→ REQUIREMENT
Copy the records below verbatim, from the first line through the line containing "factor for Argon2.", inclusive, and output nothing else.

→ RECORDS TO PROCESS
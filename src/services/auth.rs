use std::sync::Arc;

use argon2::{
    password_hash::{PasswordHash, PasswordHasher, PasswordVerifier, SaltString},
    Argon2, ParamsBuilder,
};
use rand::{rngs::OsRng, RngCore};
use zeroize::Zeroize;

use crate::error::{AppError, Result};
use crate::models::session::Session;
use crate::models::user::{is_valid_username, User};
use crate::services::cookie::SessionCodec;
use crate::services::revocation::RevocationRegistry;
use crate::services::token::TokenService;
use crate::store::kv::FsStore;

/// The memory cost for Argon2 in MB.
const ARGON2_MEMORY_MB: u32 = 19;
/// The number of iterations for Argon2.
const ARGON2_ITERATIONS: u32 = 3;
/// The parallelism factor for Argon2.
const ARGON2_PARALLELISM: u32 = 6;

const BEARER_PREFIX: &str = "Bearer ";

/// Hashes a password using Argon2id.
///
/// # Arguments
///
/// * `password` - The password to hash.
///
/// # Returns
///
/// A `Result` containing the PHC string.
pub(crate) fn hash_password(password: &str) -> Result<String> {
    let mut password_bytes = password.as_bytes().to_vec();

    let mut salt_bytes = [0u8; 16];
    OsRng.fill_bytes(&mut salt_bytes);

    let salt = SaltString::encode_b64(&salt_bytes)
        .map_err(|e| AppError::Encryption(format!("Salt encoding error: {}", e)))?;

    let argon2 = Argon2::new(
        argon2::Algorithm::Argon2id,
        argon2::Version::V0x13,
        ParamsBuilder::new()
            .m_cost(ARGON2_MEMORY_MB * 1024)
            .t_cost(ARGON2_ITERATIONS)
            .p_cost(ARGON2_PARALLELISM)
            .build()
            .map_err(|e| AppError::Encryption(format!("Argon2 params: {}", e)))?,
    );

    let password_hash = argon2
        .hash_password(&password_bytes, &salt)
        .map_err(|e| AppError::Encryption(format!("Argon2 hash error: {}", e)))?
        .to_string();

    password_bytes.zeroize();
    tracing::debug!("Password hashed successfully with Argon2");
    Ok(password_hash)
}

/// Verifies a password against a PHC string. A hash that does not parse
/// never matches.
fn verify_password(password: &str, hash: &str) -> bool {
    let mut password_bytes = password.as_bytes().to_vec();
    let result = PasswordHash::new(hash)
        .map(|parsed| Argon2::default().verify_password(&password_bytes, &parsed).is_ok())
        .unwrap_or(false);

    password_bytes.zeroize();
    tracing::debug!("Password verification completed");
    result
}

/// Fields accepted when registering a user.
#[derive(Debug, Clone, Default, serde::Deserialize)]
#[serde(rename_all = "camelCase")]
pub struct NewUser {
    pub username: String,
    pub password: String,
    #[serde(default)]
    pub real_name: String,
    #[serde(default)]
    pub email: String,
    #[serde(default)]
    pub roles: Vec<String>,
}

/// Password logins and session lookup over the user store.
#[derive(Clone)]
pub struct AuthService {
    users: Arc<FsStore<User>>,
    cookies: SessionCodec,
    tokens: TokenService,
    revocations: Arc<RevocationRegistry>,
}

impl AuthService {
    pub fn new(
        users: Arc<FsStore<User>>,
        cookies: SessionCodec,
        tokens: TokenService,
        revocations: Arc<RevocationRegistry>,
    ) -> Self {
        Self {
            users,
            cookies,
            tokens,
            revocations,
        }
    }

    pub fn users(&self) -> &Arc<FsStore<User>> {
        &self.users
    }

    /// Stores a user with a freshly hashed password. An existing user of
    /// the same name is replaced.
    pub fn create_user(&self, new_user: NewUser) -> Result<User> {
        tracing::debug!("🔐 Creating user: {}", new_user.username);
        if new_user.username.is_empty() || new_user.password.is_empty() {
            return Err(AppError::Validation(
                "username and password are required".to_string(),
            ));
        }
        if !is_valid_username(&new_user.username) {
            return Err(AppError::Validation(
                "username must match /^[-a-zA-Z0-9._@+]+$/".to_string(),
            ));
        }

        let user = User {
            password_hash: hash_password(&new_user.password)?,
            username: new_user.username,
            email: new_user.email,
            real_name: new_user.real_name,
            roles: new_user.roles,
            password_reset_nonce: String::new(),
        };
        self.users.put(&user.username, user.clone())?;

        tracing::info!("✅ User created: {}", user.username);
        Ok(user.without_secrets())
    }

    /// Checks a username and password.
    ///
    /// # Returns
    ///
    /// The user without secrets, or `Authentication("user not found")` /
    /// `Authentication("incorrect password")`.
    pub fn authenticate(&self, username: &str, password: &str) -> Result<User> {
        tracing::debug!("🔐 Authenticating user: {}", username);

        let user = self
            .users
            .get(username)
            .map_err(|_| AppError::Authentication("user not found".to_string()))?;

        if !verify_password(password, &user.password_hash) {
            tracing::warn!("Incorrect password for {}", username);
            return Err(AppError::Authentication("incorrect password".to_string()));
        }

        tracing::info!("✅ User authenticated: {}", username);
        Ok(user.without_secrets())
    }

    pub fn cookies(&self) -> &SessionCodec {
        &self.cookies
    }

    pub fn tokens(&self) -> &TokenService {
        &self.tokens
    }

    /// Resolves the request's session: the `auth` cookie first, then an
    /// `Authorization: Bearer` header. A revoked credential is skipped in
    /// favour of the next one; a malformed one is an error.
    pub async fn current_session(
        &self,
        cookie: Option<&str>,
        authorization: Option<&str>,
    ) -> Result<Option<Session>> {
        if let Some(value) = cookie {
            if !self.revocations.is_revoked(value) {
                return self.cookies.parse_cookie(value);
            }
        }

        if let Some(token) = authorization.and_then(|h| h.strip_prefix(BEARER_PREFIX)) {
            if !self.revocations.is_revoked(token) {
                return self.tokens.parse_token(token).await;
            }
        }

        Ok(None)
    }

    /// Revokes every credential the request carried.
    pub fn logout(&self, cookie: Option<&str>, authorization: Option<&str>) {
        if let Some(value) = cookie {
            self.revocations.revoke(value);
        }
        if let Some(token) = authorization.and_then(|h| h.strip_prefix(BEARER_PREFIX)) {
            self.revocations.revoke(token);
        }
    }
}
use std::fs;
use std::sync::Arc;

use crate::config::Config;
use crate::crypto::random::InsecureRandom;
use crate::error::Result;
use crate::models::key::KeyMaterial;
use crate::models::share::Link;
use crate::models::user::User;
use crate::services::auth::AuthService;
use crate::services::cookie::SessionCodec;
use crate::services::keys::KeyRing;
use crate::services::revocation::RevocationRegistry;
use crate::services::shares::ShareService;
use crate::services::token::TokenService;
use crate::store::blob::FsBlobStore;
use crate::store::encrypted::EncryptedStore;
use crate::store::kv::FsStore;

/// The application's state.
#[derive(Clone)]
pub struct AppState {
    /// The application's configuration.
    pub config: Config,
    /// Named secrets: cookie key, share secret, JWT keys.
    pub keys: KeyRing,
    /// Encrypted per-user files.
    pub files: EncryptedStore,
    pub auth: AuthService,
    pub shares: ShareService,
    /// Logged-out cookies and tokens.
    pub revocations: Arc<RevocationRegistry>,
    /// The weak PRNG behind reset nonces.
    pub random: Arc<InsecureRandom>,
}

impl AppState {
    /// Opens every store under `config.storage_root_dir` and wires the
    /// services on top of them.
    ///
    /// # Arguments
    ///
    /// * `config` - The application's configuration.
    ///
    /// # Returns
    ///
    /// A `Result` containing the `AppState`.
    pub fn new(config: &Config) -> Result<Self> {
        fs::create_dir_all(&config.storage_root_dir)?;

        let key_store: Arc<FsStore<KeyMaterial>> = Arc::new(FsStore::open(config.keys_path())?);
        let users: Arc<FsStore<User>> = Arc::new(FsStore::open(config.users_path())?);
        let links: Arc<FsStore<Link>> = Arc::new(FsStore::open(config.shares_path())?);
        let blobs = Arc::new(FsBlobStore::open(config.blobs_dir())?);
        tracing::info!("✅ Stores opened under {}", config.storage_root_dir.display());

        let keys = KeyRing::new(Arc::clone(&key_store));
        let revocations = Arc::new(RevocationRegistry::new(config.session_duration));
        let random = Arc::new(InsecureRandom::new(config.weak_prng));
        tracing::info!("✅ Weak PRNG: {}", config.weak_prng);

        let files = EncryptedStore::new(blobs, key_store, config.file_encryption_mode);
        tracing::info!("✅ File encryption mode: {}", config.file_encryption_mode);

        let cookies = SessionCodec::new(keys.clone(), Arc::clone(&revocations), config.session_duration);
        let tokens = TokenService::new(
            keys.clone(),
            Arc::clone(&revocations),
            config.session_duration,
            config.jwks_fetch_timeout,
        )?;
        let auth = AuthService::new(users, cookies, tokens, Arc::clone(&revocations));
        let shares = ShareService::new(
            links,
            keys.clone(),
            config.share_link_duration,
            config.external_url.clone(),
        );

        Ok(AppState {
            config: config.clone(),
            keys,
            files,
            auth,
            shares,
            revocations,
            random,
        })
    }
}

→ ANSWER
filename src/services/auth.rs
use std::sync::Arc;

use argon2::{
    password_hash::{PasswordHash, PasswordHasher, PasswordVerifier, SaltString},
    Argon2, ParamsBuilder,
};
use rand::{rngs::OsRng, RngCore};
use zeroize::Zeroize;

use crate::error::{AppError, Result};
use crate::models::session::Session;
use crate::models::user::{is_valid_username, User};
use crate::services::cookie::SessionCodec;
use crate::services::revocation::RevocationRegistry;
use crate::services::token::TokenService;
use crate::store::kv::FsStore;

/// The memory cost for Argon2 in MB.
const ARGON2_MEMORY_MB: u32 = 19;
/// The number of iterations for Argon2.
const ARGON2_ITERATIONS: u32 = 3;
/// The parallelism factor for Argon2.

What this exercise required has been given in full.